■ **What the task requires**: When you find the line with "Duration::from_secs(self.expand_wait_seconds)" among the records below, reproduce it and each line after it exactly, ending with the line with "Configuration file structure.".
Top of Data to examine
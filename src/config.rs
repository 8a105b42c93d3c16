//! Configuration management for channel-links using the prefer crate.

use std::path::{Path, PathBuf};
use std::time::Duration;

use serde::{Deserialize, Serialize};

use crate::browser::BrowserConfig;
use crate::filter::ExclusionSet;

/// Default platform root that relative links are resolved against.
pub const DEFAULT_BASE_URL: &str = "https://www.youtube.com";

/// Default seconds to wait after each reveal step on the channel listing.
pub const DEFAULT_DELAY_SECONDS: f64 = 2.5;

/// Site names whose links are never collected.
pub const DEFAULT_EXCLUDED_KEYWORDS: &[&str] = &[
    "facebook",
    "instagram",
    "twitter",
    "youtube",
    "weibo",
    "whatsapp",
    "patreon",
    "wechat",
    "tumblr",
    "snapchat",
    "reddit",
    "linkedin",
    "bilibili",
    "discordapp",
    "twitch",
    "amazon",
    "docs.google",
    "tiktok",
];

/// Suffixes joined onto every excluded keyword.
pub const DEFAULT_EXCLUDED_EXTENSIONS: &[&str] = &[".com", ".tv", ".ca"];

/// Application settings.
#[derive(Debug, Clone)]
pub struct Settings {
    /// Platform root, e.g. `https://www.youtube.com`.
    pub base_url: String,
    /// Seconds to wait after each reveal step.
    pub delay_seconds: f64,
    /// Most videos scraped per run (`None` = all).
    pub video_cap: Option<usize>,
    pub excluded_keywords: Vec<String>,
    pub excluded_extensions: Vec<String>,
    /// Directory holding the per-channel record files.
    pub output_dir: PathBuf,
    /// Redirect resolution timeout in seconds.
    pub request_timeout: u64,
    pub max_redirects: usize,
    /// `None` for the default agent, `"impersonate"` for a browser agent, or a literal string.
    pub user_agent: Option<String>,
    /// Seconds to wait for a description's expand control.
    pub expand_wait_seconds: u64,
    pub browser: BrowserConfig,
}

impl Default for Settings {
    fn default() -> Self {
        Self {
            base_url: DEFAULT_BASE_URL.to_string(),
            delay_seconds: DEFAULT_DELAY_SECONDS,
            video_cap: None,
            excluded_keywords: to_strings(DEFAULT_EXCLUDED_KEYWORDS),
            excluded_extensions: to_strings(DEFAULT_EXCLUDED_EXTENSIONS),
            output_dir: PathBuf::from("."),
            request_timeout: 30,
            max_redirects: 10,
            user_agent: None,
            expand_wait_seconds: 10,
            browser: BrowserConfig::default(),
        }
    }
}

impl Settings {
    /// Reveal delay. Negative or non-finite values count as no delay.
    pub fn delay(&self) -> Duration {
        Duration::try_from_secs_f64(self.delay_seconds).unwrap_or(Duration::ZERO)
    }

    pub fn expand_wait(&self) -> Duration {
        Duration::from_secs(self.expand_wait_seconds)
    }

    pub fn request_timeout(&self) -> Duration {
        Duration::from_secs(self.request_timeout)
    }

    /// Exclusion set for the configured keywords and extensions.
    pub fn exclusion_set(&self) -> ExclusionSet {
        ExclusionSet::build(&self.excluded_keywords, &self.excluded_extensions)
    }
}

fn to_strings(values: &[&str]) -> Vec<String> {
    values.iter().map(|s| s.to_string()).collect()
}

/// Configuration file structure.
#[derive(Debug, Clone, Default, Serialize, Deserialize)]
pub struct Config {
    #[serde(default, skip_serializing_if = "Option::is_none")]
    pub base_url: Option<String>,
    #[serde(default, skip_serializing_if = "Option::is_none")]
    pub delay_seconds: Option<f64>,
    #[serde(default, skip_serializing_if = "Option::is_none")]
    pub video_cap: Option<usize>,
    /// Replaces the default keyword list entirely.
    #[serde(default, skip_serializing_if = "Option::is_none")]
    pub excluded_keywords: Option<Vec<String>>,
    #[serde(default, skip_serializing_if = "Option::is_none")]
    pub excluded_extensions: Option<Vec<String>>,
    /// Output directory; relative paths resolve against the config file's directory.
    #[serde(default, skip_serializing_if = "Option::is_none")]
    pub output_dir: Option<String>,
    #[serde(default, skip_serializing_if = "Option::is_none")]
    pub request_timeout: Option<u64>,
    #[serde(default, skip_serializing_if = "Option::is_none")]
    pub max_redirects: Option<usize>,
    #[serde(default, skip_serializing_if = "Option::is_none")]
    pub user_agent: Option<String>,
    #[serde(default, skip_serializing_if = "Option::is_none")]
    pub expand_wait_seconds: Option<u64>,
    #[serde(default, skip_serializing_if = "Option::is_none")]
    pub browser: Option<BrowserConfig>,
    /// Path to the config file this was loaded from (not serialized).
    #[serde(skip)]
    pub source_path: Option<PathBuf>,
}

impl Config {
    /// Load configuration using prefer crate for discovery.
    /// Falls back to defaults when no file is found or it fails to parse.
    pub async fn load() -> Self {
        match prefer::load("channel-links").await {
            Ok(pref_config) => {
                if let Some(path) = pref_config.source_path() {
                    match Self::load_from_path(path).await {
                        Ok(config) => config,
                        Err(e) => {
                            tracing::warn!("Ignoring config file: {}", e);
                            Self::default()
                        }
                    }
                } else {
                    Self::default()
                }
            }
            Err(_) => Self::default(),
        }
    }

    /// Load configuration from a specific file path.
    /// The format follows the extension: TOML, YAML, or JSON otherwise.
    pub async fn load_from_path(path: &Path) -> Result<Self, String> {
        let contents = tokio::fs::read_to_string(path)
            .await
            .map_err(|e| format!("Failed to read config file {}: {}", path.display(), e))?;

        let ext = path.extension().and_then(|e| e.to_str()).unwrap_or("json");
        let mut config = Self::parse(&contents, ext)?;
        config.source_path = Some(path.to_path_buf());
        tracing::debug!("Loaded config from {}", path.display());
        Ok(config)
    }

    fn parse(contents: &str, ext: &str) -> Result<Self, String> {
        match ext {
            "toml" => {
                toml::from_str(contents).map_err(|e| format!("Failed to parse TOML config: {}", e))
            }
            "yaml" | "yml" => serde_yaml::from_str(contents)
                .map_err(|e| format!("Failed to parse YAML config: {}", e)),
            _ => serde_json::from_str(contents)
                .map_err(|e| format!("Failed to parse JSON config: {}", e)),
        }
    }

    /// Directory of the config file, if it came from one.
    pub fn base_dir(&self) -> Option<PathBuf> {
        self.source_path
            .as_ref()
            .and_then(|p| p.parent().map(|p| p.to_path_buf()))
    }

    /// Resolve a path that may be relative to the config file.
    /// `~` is expanded; other relative paths are joined onto `base_dir`.
    pub fn resolve_path(&self, path_str: &str, base_dir: &Path) -> PathBuf {
        let expanded = shellexpand::tilde(path_str);
        let path = Path::new(expanded.as_ref());

        if path.is_absolute() {
            path.to_path_buf()
        } else {
            base_dir.join(path)
        }
    }

    /// Lay every value present in the file over `settings`.
    pub fn apply_to_settings(&self, settings: &mut Settings, base_dir: &Path) {
        if let Some(ref base_url) = self.base_url {
            settings.base_url = base_url.trim_end_matches('/').to_string();
        }
        if let Some(delay) = self.delay_seconds {
            settings.delay_seconds = delay;
        }
        if let Some(cap) = self.video_cap {
            settings.video_cap = Some(cap);
        }
        if let Some(ref keywords) = self.excluded_keywords {
            settings.excluded_keywords = keywords.clone();
        }
        if let Some(ref extensions) = self.excluded_extensions {
            settings.excluded_extensions = extensions.clone();
        }
        if let Some(ref output_dir) = self.output_dir {
            settings.output_dir = self.resolve_path(output_dir, base_dir);
        }
        if let Some(timeout) = self.request_timeout {
            settings.request_timeout = timeout;
        }
        if let Some(max_redirects) = self.max_redirects {
            settings.max_redirects = max_redirects;
        }
        if let Some(ref user_agent) = self.user_agent {
            settings.user_agent = Some(user_agent.clone());
        }
        if let Some(wait) = self.expand_wait_seconds {
            settings.expand_wait_seconds = wait;
        }
        if let Some(ref browser) = self.browser {
            settings.browser = browser.clone();
        }
    }
}

/// Load settings from `config_path`, or from a discovered config file when `None`.
///
/// An explicitly given file must exist and parse; a discovered one is best-effort.
pub async fn load_settings(config_path: Option<&Path>) -> Result<(Settings, Config), String> {
    let config = match config_path {
        Some(path) => Config::load_from_path(path).await?,
        None => Config::load().await,
    };

    let base_dir = config
        .base_dir()
        .unwrap_or_else(|| std::env::current_dir().unwrap_or_else(|_| PathBuf::from(".")));

    let mut settings = Settings::default();
    config.apply_to_settings(&mut settings, &base_dir);
    Ok((settings, config))
}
Bottom of Data to examine
■ **The answer**:
        Duration::from_secs(self.expand_wait_seconds)
    }

    pub fn request_timeout(&self) -> Duration {
        Duration::from_secs(self.request_timeout)
    }

    /// Exclusion set for the configured keywords and extensions.
    pub fn exclusion_set(&self) -> ExclusionSet {
        ExclusionSet::build(&self.excluded_keywords, &self.excluded_extensions)
    }
}

fn to_strings(values: &[&str]) -> Vec<String> {
    values.iter().map(|s| s.to_string()).collect()
}

/// Configuration file structure.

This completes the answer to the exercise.